The pattern: pain higher and more toward the front-outside of the ankle than a normal sprain, a sense of giving-way on push-off and cutting, and a "sprain" that simply never resolved. It's provoked by twisting the foot outward (external rotation) and by squeezing the shin, rather than by rolling the ankle inward.
Honest caveat: the hands-on tests don't confirm or exclude this — their accuracy for the chronic version isn't established. The real reference is a loaded exam: weight-bearing CT or an arthroscopic (keyhole) stress check. A normal lying-down MRI or X-ray does not rule it out.
Surgery is the mainstay; conservative outcomes are poor. Reviews + consensus (PMID 30321922, 32892965; Gomaa 2024)
vs. Non-surgical care is fine for subtle, non-gapping injuries. Recent consensus
Not a true contradiction once you sort by looseness: confirmed gapping → surgery; subtle, non-gapping → a rehab trial. The hard part is drawing that line, and unloaded scans draw it badly.
Suture-button beats screw fixation. Acute fracture data (PMID 31474406) vs. No technique is proven better for chronic isolated instability. Lubberts 2016; PMID 30321922
The "button wins" signal comes from acute, fracture-associated ankles and hasn't been reproduced in the chronic isolated problem.

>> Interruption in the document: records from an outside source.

impl SwarmContext {
    pub(crate) fn new(parts: ContextParts) -> Self {
        Self {
            alts: AltLocations::new(parts.config.max_alts),
            blocks: parts.blocks,
            ranker: parts.ranker,
            mesh: parts.mesh,
            connector: parts.connector,
            push: parts.push,
            push_sender: parts.push_sender,
            limiters: parts.limiters,
            slots: parts.slots,
            config: parts.config,
            file_name: parts.file_name,
            content_hash: parts.content_hash,
            events: parts.events,
            changed: Notify::new(),
            steal_lock: tokio::sync::Mutex::new(()),
            workers: Mutex::new(HashMap::new()),
            next_worker: AtomicU64::new(1),
        }
    }

    fn workers(&self) -> MutexGuard<'_, HashMap<WorkerId, WorkerEntry>> {
        match self.workers.lock() {
            Ok(g) => g,
            Err(poisoned) => poisoned.into_inner(),
        }
    }

    pub(crate) fn emit(&self, event: SessionEvent) {
        // No subscribers is fine.
        let _ = self.events.send(event);
    }

    pub fn worker_counts(&self) -> WorkerCounts {
        let mut counts = WorkerCounts::default();
        for w in self.workers().values() {
            match w.phase {
                WorkerPhase::Connecting => counts.connecting += 1,
                WorkerPhase::Queued(_) => counts.queued += 1,
                WorkerPhase::Downloading => counts.downloading += 1,
            }
        }
        counts
    }

    /// Combined measured rate of all workers, bytes per second.
    pub fn bandwidth(&self) -> f64 {
        self.workers()
            .values()
            .filter_map(|w| w.progress.bandwidth())
            .sum()
    }

    fn set_phase(&self, id: WorkerId, phase: WorkerPhase) {
        let changed = match self.workers().get_mut(&id) {
            Some(w) if w.phase != phase => {
                w.phase = phase;
                true
            }
            _ => false,
        };
        if changed {
            self.changed.notify_one();
        }
    }

    fn others_active(&self, me: WorkerId) -> bool {
        self.workers()
            .iter()
            .any(|(id, w)| *id != me && !matches!(w.phase, WorkerPhase::Queued(_)))
    }

    /// Decides whether a queued worker keeps its place. Over capacity, a
    /// worse-placed queued worker is cancelled instead; if none exists the
    /// caller should give way.
    fn keep_queued(&self, me: WorkerId, position: u32) -> bool {
        let workers = self.workers();
        if workers.len() <= self.config.swarm_capacity {
            return true;
        }
        let worst = workers
            .iter()
            .filter(|(id, _)| **id != me)
            .filter_map(|(id, w)| match w.phase {
                WorkerPhase::Queued(p) if p > position => Some((p, *id)),
                _ => None,
            })
            .max();
        match worst {
            Some((p, id)) => {
                tracing::debug!(worker = %id, position = p, "replacing worse-queued worker");
                if let Some(w) = workers.get(&id) {
                    w.cancel.cancel();
                }
                true
            }
            None => false,
        }
    }

    /// Picks the slowest measured downloading worker and the part of its
    /// window a thief would take. Ties go to the largest remaining window;
    /// workers with no measurement yet come last.
    pub(crate) fn find_victim(
        &self,
        thief: Option<WorkerId>,
        thief_bw: Option<f64>,
    ) -> Option<StealPlan> {
        let candidates: Vec<(WorkerId, Arc<TransferProgress>, Interval, Option<f64>)> = self
            .workers()
            .iter()
            .filter(|(id, w)| Some(**id) != thief && w.phase == WorkerPhase::Downloading)
            .filter_map(|(id, w)| {
                let rem = w.progress.remaining()?;
                Some((*id, w.progress.clone(), rem, w.progress.bandwidth()))
            })
            .collect();

        candidates
            .into_iter()
            .filter_map(|(victim, progress, remaining, victim_bw)| {
                let range = self.steal_range(remaining, thief_bw, victim_bw)?;
                let plan = StealPlan {
                    victim,
                    progress,
                    range,
                };
                Some((victim_bw, remaining.len(), plan))
            })
            .min_by(|(abw, alen, _), (bbw, blen, _)| {
                let by_speed = match (abw, bbw) {
                    (Some(a), Some(b)) => a.total_cmp(b),
                    (Some(_), None) => std::cmp::Ordering::Less,
                    (None, Some(_)) => std::cmp::Ordering::Greater,
                    (None, None) => std::cmp::Ordering::Equal,
                };
                by_speed.then(blen.cmp(alen))
            })
            .map(|(_, _, plan)| plan)
    }

    /// Part of `remaining` a thief may ask for. Large windows are split in
    /// the middle, chunk-aligned when a tree is known. A small tail goes
    /// whole, and only away from a victim with a measured rate that is
    /// slower than the thief, or stalled when the thief is unmeasured.
    fn steal_range(
        &self,
        remaining: Interval,
        thief_bw: Option<f64>,
        victim_bw: Option<f64>,
    ) -> Option<Interval> {
        let cfg = &self.config;
        let len = remaining.len();
        if len >= cfg.min_split_size.saturating_mul(2) {
            let mut start = remaining.low + len / 2;
            if let Some(chunk) = self.blocks.chunk_size() {
                let aligned = start.div_ceil(chunk) * chunk;
                if aligned <= remaining.high {
                    start = aligned;
                }
            }
            return Some(Interval::new(start, remaining.high));
        }
        if !cfg.steal_small_tails {
            return None;
        }
        let victim_bw = victim_bw?;
        let faster = thief_bw.is_some_and(|bw| bw > victim_bw);
        let stalled = thief_bw.is_none() && victim_bw < cfg.min_acceptable_speed as f64;
        (faster || stalled).then_some(remaining)
    }

    /// Whether starting another worker could find work.
    pub fn has_work(&self) -> bool {
        self.blocks.has_free_within(None) || self.find_victim(None, None).is_some()
    }

    pub(crate) fn negotiator_options(&self) -> NegotiatorOptions {
        NegotiatorOptions {
            io_timeout: self.config.io_timeout,
            max_queue_position: self.config.max_queue_position,
            firewall_capable: true,
            min_queue_poll: self.config.min_queue_poll,
            max_queue_poll: self.config.max_queue_poll,
        }
    }

    /// Feeds gossip heard from a source back into the pool.
    fn absorb_gossip(&self, alts: Vec<String>, nalts: Vec<String>) {
        for addr in &nalts {
            self.alts.record_bad(addr);
        }
        let fresh: Vec<String> = alts
            .into_iter()
            .filter(|a| !self.alts.is_bad(a))
            .collect();
        if fresh.is_empty() {
            return;
        }
        let size = self.blocks.file_size();
        let mut added = 0usize;
        for source in sources_from_alts(&fresh, &self.file_name, size, self.content_hash) {
            if self.ranker.add_to_pool(source) == crate::download::ranker::AddOutcome::Added {
                added += 1;
            }
        }
        if added > 0 {
            tracing::debug!(added, "learned sources from alternate locations");
            self.changed.notify_one();
        }
    }
}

Static CT/MRI is enough vs. you must image under load PMID 35275097; PMID 37449812
Instability is a loaded phenomenon — an unloaded scan can look normal.

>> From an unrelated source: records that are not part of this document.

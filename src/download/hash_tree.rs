use crate::download::interval::Interval;
use serde::{Deserialize, Serialize};
use sha2::{Digest, Sha256};

pub const HASH_LEN: usize = 32;
pub const MIN_CHUNK_SIZE: u64 = 1024;
pub const MAX_LEAVES: u64 = 512;
pub const URN_PREFIX: &str = "urn:sha256:";

pub type ChunkHash = [u8; HASH_LEN];

#[derive(Debug, Clone, PartialEq, Eq)]
pub enum HashTreeError {
    ChunkSizeNotPowerOfTwo(u64),
    ChunkSizeTooSmall(u64),
    LeafCountMismatch { expected: u64, actual: usize },
    BadLeafHex(usize),
}

impl std::fmt::Display for HashTreeError {
    fn fmt(&self, f: &mut std::fmt::Formatter<'_>) -> std::fmt::Result {
        match self {
            Self::ChunkSizeNotPowerOfTwo(size) => {
                write!(f, "hash tree chunk size {size} is not a power of two")
            }
            Self::ChunkSizeTooSmall(size) => {
                write!(f, "hash tree chunk size {size} < {MIN_CHUNK_SIZE}")
            }
            Self::LeafCountMismatch { expected, actual } => {
                write!(f, "hash tree has {actual} leaves, expected {expected}")
            }
            Self::BadLeafHex(idx) => write!(f, "hash tree leaf {idx} is not 32 bytes of hex"),
        }
    }
}

impl std::error::Error for HashTreeError {}

pub fn to_hex(bytes: &[u8]) -> String {
    bytes.iter().map(|b| format!("{b:02x}")).collect()
}

pub fn from_hex(s: &str) -> Option<Vec<u8>> {
    if s.len() % 2 != 0 {
        return None;
    }
    (0..s.len())
        .step_by(2)
        .map(|i| u8::from_str_radix(s.get(i..i + 2)?, 16).ok())
        .collect()
}

fn hash_array(s: &str) -> Option<ChunkHash> {
    from_hex(s)?.try_into().ok()
}

/// SHA-256 of the whole file, rendered as `urn:sha256:<hex>`.
#[derive(Clone, Copy, PartialEq, Eq, Hash, PartialOrd, Ord, Serialize, Deserialize)]
#[serde(try_from = "String", into = "String")]
pub struct ContentHash(pub ChunkHash);

impl ContentHash {
    pub fn digest(data: &[u8]) -> Self {
        Self(Sha256::digest(data).into())
    }

    pub fn parse_urn(s: &str) -> Option<Self> {
        let s = s.trim();
        let hex = match s.get(..URN_PREFIX.len()) {
            Some(prefix) if prefix.eq_ignore_ascii_case(URN_PREFIX) => &s[URN_PREFIX.len()..],
            _ => s,
        };
        hash_array(hex).map(Self)
    }

    pub fn to_hex(&self) -> String {
        to_hex(&self.0)
    }

    pub fn to_urn(&self) -> String {
        format!("{URN_PREFIX}{}", self.to_hex())
    }
}

impl std::fmt::Debug for ContentHash {
    fn fmt(&self, f: &mut std::fmt::Formatter<'_>) -> std::fmt::Result {
        write!(f, "ContentHash({})", crate::logging::redact_hex(&self.to_hex()))
    }
}

impl std::fmt::Display for ContentHash {
    fn fmt(&self, f: &mut std::fmt::Formatter<'_>) -> std::fmt::Result {
        f.write_str(&self.to_urn())
    }
}

impl TryFrom<String> for ContentHash {
    type Error = String;

    fn try_from(value: String) -> Result<Self, Self::Error> {
        ContentHash::parse_urn(&value).ok_or_else(|| format!("invalid content hash '{value}'"))
    }
}

impl From<ContentHash> for String {
    fn from(value: ContentHash) -> Self {
        value.to_urn()
    }
}

/// Streaming whole-file hasher.
#[derive(Default)]
pub struct ContentHasher(Sha256);

impl ContentHasher {
    pub fn new() -> Self {
        Self(Sha256::new())
    }

    pub fn update(&mut self, data: &[u8]) {
        self.0.update(data);
    }

    pub fn finish(self) -> ContentHash {
        ContentHash(self.0.finalize().into())
    }
}

/// Per-chunk SHA-256 leaves over fixed power-of-two chunks.
///
/// Leaves hash `0x00 || chunk`, inner nodes hash `0x01 || left || right`;
/// an odd node at the end of a level is promoted unchanged.
#[derive(Debug, Clone, PartialEq, Eq, Serialize, Deserialize)]
#[serde(try_from = "HashTreeWire", into = "HashTreeWire")]
pub struct HashTree {
    file_size: u64,
    chunk_size: u64,
    leaves: Vec<ChunkHash>,
}

#[derive(Debug, Clone, Serialize, Deserialize)]
pub struct HashTreeWire {
    pub file_size: u64,
    pub chunk_size: u64,
    pub leaves: Vec<String>,
}

impl TryFrom<HashTreeWire> for HashTree {
    type Error = HashTreeError;

    fn try_from(value: HashTreeWire) -> Result<Self, Self::Error> {
        let leaves = value
            .leaves
            .iter()
            .enumerate()
            .map(|(i, s)| hash_array(s).ok_or(HashTreeError::BadLeafHex(i)))
            .collect::<Result<Vec<_>, _>>()?;
        HashTree::from_parts(value.file_size, value.chunk_size, leaves)
    }
}

impl From<HashTree> for HashTreeWire {
    fn from(value: HashTree) -> Self {
        Self {
            file_size: value.file_size,
            chunk_size: value.chunk_size,
            leaves: value.leaves.iter().map(|l| to_hex(l)).collect(),
        }
    }
}

/// Smallest power-of-two chunk (at least 64 KiB) keeping the leaf count
/// within [`MAX_LEAVES`].
pub fn suggested_chunk_size(file_size: u64) -> u64 {
    let mut chunk = 64 * 1024u64;
    while file_size.div_ceil(chunk) > MAX_LEAVES {
        chunk *= 2;
    }
    chunk
}

fn leaf_hash(data: &[u8]) -> ChunkHash {
    let mut h = Sha256::new();
    h.update([0u8]);
    h.update(data);
    h.finalize().into()
}

fn inner_hash(left: &ChunkHash, right: &ChunkHash) -> ChunkHash {
    let mut h = Sha256::new();
    h.update([1u8]);
    h.update(left);
    h.update(right);
    h.finalize().into()
}

fn validate_chunk_size(chunk_size: u64) -> Result<(), HashTreeError> {
    if chunk_size < MIN_CHUNK_SIZE {
        return Err(HashTreeError::ChunkSizeTooSmall(chunk_size));
    }
    if !chunk_size.is_power_of_two() {
        return Err(HashTreeError::ChunkSizeNotPowerOfTwo(chunk_size));
    }
    Ok(())
}

impl HashTree {
    pub fn build(data: &[u8], chunk_size: u64) -> Result<Self, HashTreeError> {
        validate_chunk_size(chunk_size)?;
        let leaves = data
            .chunks(chunk_size as usize)
            .map(leaf_hash)
            .collect::<Vec<_>>();
        Ok(Self {
            file_size: data.len() as u64,
            chunk_size,
            leaves,
        })
    }

    pub fn from_parts(
        file_size: u64,
        chunk_size: u64,
        leaves: Vec<ChunkHash>,
    ) -> Result<Self, HashTreeError> {
        validate_chunk_size(chunk_size)?;
        let expected = file_size.div_ceil(chunk_size);
        if leaves.len() as u64 != expected {
            return Err(HashTreeError::LeafCountMismatch {
                expected,
                actual: leaves.len(),
            });
        }
        Ok(Self {
            file_size,
            chunk_size,
            leaves,
        })
    }

    pub fn file_size(&self) -> u64 {
        self.file_size
    }

    pub fn chunk_size(&self) -> u64 {
        self.chunk_size
    }

    pub fn chunk_count(&self) -> usize {
        self.leaves.len()
    }

    pub fn chunk_bounds(&self, index: usize) -> Option<Interval> {
        if index >= self.leaves.len() {
            return None;
        }
        let low = index as u64 * self.chunk_size;
        let high = (low + self.chunk_size).min(self.file_size) - 1;
        Some(Interval::new(low, high))
    }

    pub fn chunk_index(&self, offset: u64) -> usize {
        (offset / self.chunk_size) as usize
    }

    pub fn verify_chunk(&self, index: usize, data: &[u8]) -> bool {
        match (self.leaves.get(index), self.chunk_bounds(index)) {
            (Some(expected), Some(bounds)) => {
                bounds.len() == data.len() as u64 && leaf_hash(data) == *expected
            }
            _ => false,
        }
    }

    /// Whole chunks lying entirely inside `iv`.
    pub fn chunks_within(&self, iv: &Interval) -> Vec<(usize, Interval)> {
        let mut out = Vec::new();
        let mut idx = iv.low.div_ceil(self.chunk_size) as usize;
        while let Some(bounds) = self.chunk_bounds(idx) {
            if bounds.high > iv.high {
                break;
            }
            out.push((idx, bounds));
            idx += 1;
        }
        out
    }

    /// Chunk indices touched by any byte of `iv`.
    pub fn chunks_touching(&self, iv: &Interval) -> std::ops::RangeInclusive<usize> {
        let last = self.leaves.len().saturating_sub(1);
        self.chunk_index(iv.low).min(last)..=self.chunk_index(iv.high).min(last)
    }

    pub fn root(&self) -> ChunkHash {
        if self.leaves.is_empty() {
            return leaf_hash(&[]);
        }
        let mut level = self.leaves.clone();
        while level.len() > 1 {
            level = level
                .chunks(2)
                .map(|pair| match pair {
                    [l, r] => inner_hash(l, r),
                    _ => pair[0],
                })
                .collect();
        }
        level[0]
    }

    pub fn root_hex(&self) -> String {
        to_hex(&self.root())
    }

    pub fn leaves_hex(&self) -> Vec<String> {
        self.leaves.iter().map(|l| to_hex(l)).collect()
    }
}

Every "favorable outcome" here is a small single-arm surgical series with no comparison group — 19 patients doing well is a weak basis for a treatment claim, and no rehab protocol is attached.
Studies use different time cut-offs and different looseness thresholds and reference standards, so their patients aren't interchangeable — and the subtle-vs-confirmed line that decides surgery is drawn unreliably.
The strongest head-to-head evidence is from acute fracture ankles. Reading it across to the chronic isolated patient is the field's most common mistake.
The whole thing hinges on one fork: is the joint actually loose under load, or not? Confirmed looseness (gapping) is a surgical decision — clean-up, fixation, reconstruction, or fusion if the joint is already worn — and the surgical ladder is chosen by how reducible and how arthritic the joint is, not by trial data. Subtle instability that doesn't gap earns a monitored rehab trial first.
Both "success rates" you'll see quoted are honestly unknown as controlled numbers. There's no percentage worth trusting for either path, because there are no RCTs. The safe message isn't "surgery works X%" — it's "get it properly assessed under load, then decide."